Problem description: Produce a copy of every line in the records that holds the string "async".

═════ Information shown ═════

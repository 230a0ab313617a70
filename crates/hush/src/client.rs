use anyhow::{Context, Result};
use hush_server::wire::{
    BurnRequest, CreateRequest, CreateResponse, ErrorBody, SecretResponse, TokenResponse,
};
use reqwest::{Client, Response, StatusCode};
use url::Url;

/// Thin HTTP client for a hush server.
pub struct HushClient {
    http: Client,
    base: Url,
}

impl HushClient {
    pub fn new(mut base: Url) -> Self {
        // `Url::join` replaces the last segment unless the path ends in '/'.
        if !base.path().ends_with('/') {
            let path = format!("{}/", base.path());
            base.set_path(&path);
        }
        Self {
            http: Client::new(),
            base,
        }
    }

    pub fn parse(server: &str) -> Result<Self> {
        let base = Url::parse(server).with_context(|| format!("invalid server URL: {server}"))?;
        Ok(Self::new(base))
    }

    pub fn base(&self) -> &Url {
        &self.base
    }

    fn url(&self, path: &str) -> Result<Url> {
        self.base.join(path).context("build request URL")
    }

    pub async fn request_token(&self) -> Result<TokenResponse> {
        let resp = self
            .http
            .post(self.url("api/token")?)
            .send()
            .await
            .context("HTTP request failed")?;
        let resp = ensure_success(resp).await?;
        resp.json().await.context("parse token response")
    }

    pub async fn create(&self, token: &str, body: &CreateRequest) -> Result<CreateResponse> {
        let resp = self
            .http
            .post(self.url("api/secrets")?)
            .bearer_auth(token)
            .json(body)
            .send()
            .await
            .context("HTTP request failed")?;
        let resp = ensure_success(resp).await?;
        resp.json().await.context("parse create response")
    }

    /// `None` when the server reports the secret as not available.
    pub async fn fetch(&self, id: &str) -> Result<Option<SecretResponse>> {
        let resp = self
            .http
            .get(self.url(&format!("api/secrets/{id}"))?)
            .send()
            .await
            .context("HTTP request failed")?;
        if resp.status() == StatusCode::NOT_FOUND {
            return Ok(None);
        }
        let resp = ensure_success(resp).await?;
        resp.json().await.map(Some).context("parse secret response")
    }

    pub async fn burn(&self, id: &str, burn_token: &str) -> Result<()> {
        let body = BurnRequest {
            burn_token: burn_token.to_owned(),
        };
        let resp = self
            .http
            .post(self.url(&format!("api/secrets/{id}/burn"))?)
            .json(&body)
            .send()
            .await
            .context("HTTP request failed")?;
        ensure_success(resp).await?;
        Ok(())
    }
}

async fn ensure_success(resp: Response) -> Result<Response> {
    let status = resp.status();
    if status.is_success() {
        return Ok(resp);
    }
    let text = resp.text().await.unwrap_or_default();
    match serde_json::from_str::<ErrorBody>(&text) {
        Ok(ErrorBody {
            error,
            message: Some(message),
        }) => anyhow::bail!("server returned {status}: {error}: {message}"),
        Ok(ErrorBody { error, .. }) => anyhow::bail!("server returned {status}: {error}"),
        Err(_) => anyhow::bail!("server returned {status}: {text}"),
    }
}
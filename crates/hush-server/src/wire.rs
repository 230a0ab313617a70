//! JSON bodies exchanged between the server and its clients.

use serde::{Deserialize, Serialize};

use crate::envelope::{decode_field, encode_field, EnvelopeError, Payload, NONCE_LEN, SALT_LEN};
use crate::pow::Challenge;
use crate::store::{Created, Retrieved};
use crate::token::Issued;

#[derive(Debug, Clone, PartialEq, Eq, Serialize, Deserialize)]
#[serde(rename_all = "camelCase")]
pub struct TokenResponse {
    pub token: String,
    pub nonce: String,
    pub challenge: Challenge,
    pub expires_at: i64,
}

impl From<Issued> for TokenResponse {
    fn from(issued: Issued) -> Self {
        Self {
            token: issued.token,
            nonce: issued.nonce,
            challenge: issued.challenge,
            expires_at: issued.expires_at,
        }
    }
}

#[derive(Debug, Clone, PartialEq, Eq, Serialize, Deserialize)]
#[serde(rename_all = "camelCase")]
pub struct CreateRequest {
    /// Standard base64.
    pub ciphertext: String,
    pub iv: String,
    pub salt: Option<String>,
    pub nonce: String,
    pub pow_solution: u64,
    /// Seconds.
    pub ttl: u64,
    pub max_views: u8,
    #[serde(default)]
    pub passphrase_protected: bool,
}

impl CreateRequest {
    pub fn new(payload: &Payload, nonce: String, pow_solution: u64, ttl: u64, max_views: u8) -> Self {
        Self {
            ciphertext: encode_field(&payload.ciphertext),
            iv: encode_field(&payload.iv),
            salt: payload.salt.as_ref().map(|s| encode_field(s)),
            nonce,
            pow_solution,
            ttl,
            max_views,
            passphrase_protected: payload.is_passphrase_protected(),
        }
    }
}

#[derive(Debug, Clone, PartialEq, Eq, Serialize, Deserialize)]
#[serde(rename_all = "camelCase")]
pub struct CreateResponse {
    pub id: String,
    pub burn_token: String,
    pub expires_at: i64,
}

impl From<Created> for CreateResponse {
    fn from(created: Created) -> Self {
        Self {
            id: created.id,
            burn_token: created.burn_token,
            expires_at: created.expires_at,
        }
    }
}

#[derive(Debug, Clone, PartialEq, Eq, Serialize, Deserialize)]
#[serde(rename_all = "camelCase")]
pub struct SecretResponse {
    pub ciphertext: String,
    pub iv: String,
    pub salt: Option<String>,
    pub passphrase_protected: bool,
    pub access_token: String,
}

impl From<Retrieved> for SecretResponse {
    fn from(r: Retrieved) -> Self {
        Self {
            ciphertext: encode_field(&r.ciphertext),
            iv: encode_field(&r.iv),
            salt: r.salt.as_ref().map(|s| encode_field(s)),
            passphrase_protected: r.passphrase_protected,
            access_token: r.access_token,
        }
    }
}

impl SecretResponse {
    /// Decode the base64 fields back into an envelope payload.
    pub fn payload(&self) -> Result<Payload, EnvelopeError> {
        let ciphertext = decode_field(&self.ciphertext).ok_or(EnvelopeError::DecryptionFailed)?;
        let iv: [u8; NONCE_LEN] = decode_field(&self.iv)
            .and_then(|b| b.try_into().ok())
            .ok_or(EnvelopeError::DecryptionFailed)?;
        let salt = match &self.salt {
            Some(s) => Some(
                decode_field(s)
                    .and_then(|b| <[u8; SALT_LEN]>::try_from(b).ok())
                    .ok_or(EnvelopeError::DecryptionFailed)?,
            ),
            None => None,
        };
        Ok(Payload {
            ciphertext,
            iv,
            salt,
        })
    }
}

#[derive(Debug, Clone, PartialEq, Eq, Serialize, Deserialize)]
#[serde(rename_all = "camelCase")]
pub struct BurnRequest {
    pub burn_token: String,
}

#[derive(Debug, Clone, PartialEq, Eq, Serialize, Deserialize)]
pub struct ErrorBody {
    pub error: String,
    #[serde(default, skip_serializing_if = "Option::is_none")]
    pub message: Option<String>,
}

═════

Task output:
    pub async fn request_token(&self) -> Result<TokenResponse> {
    pub async fn create(&self, token: &str, body: &CreateRequest) -> Result<CreateResponse> {
    pub async fn fetch(&self, id: &str) -> Result<Option<SecretResponse>> {
    pub async fn burn(&self, id: &str, burn_token: &str) -> Result<()> {
async fn ensure_success(resp: Response) -> Result<Response> {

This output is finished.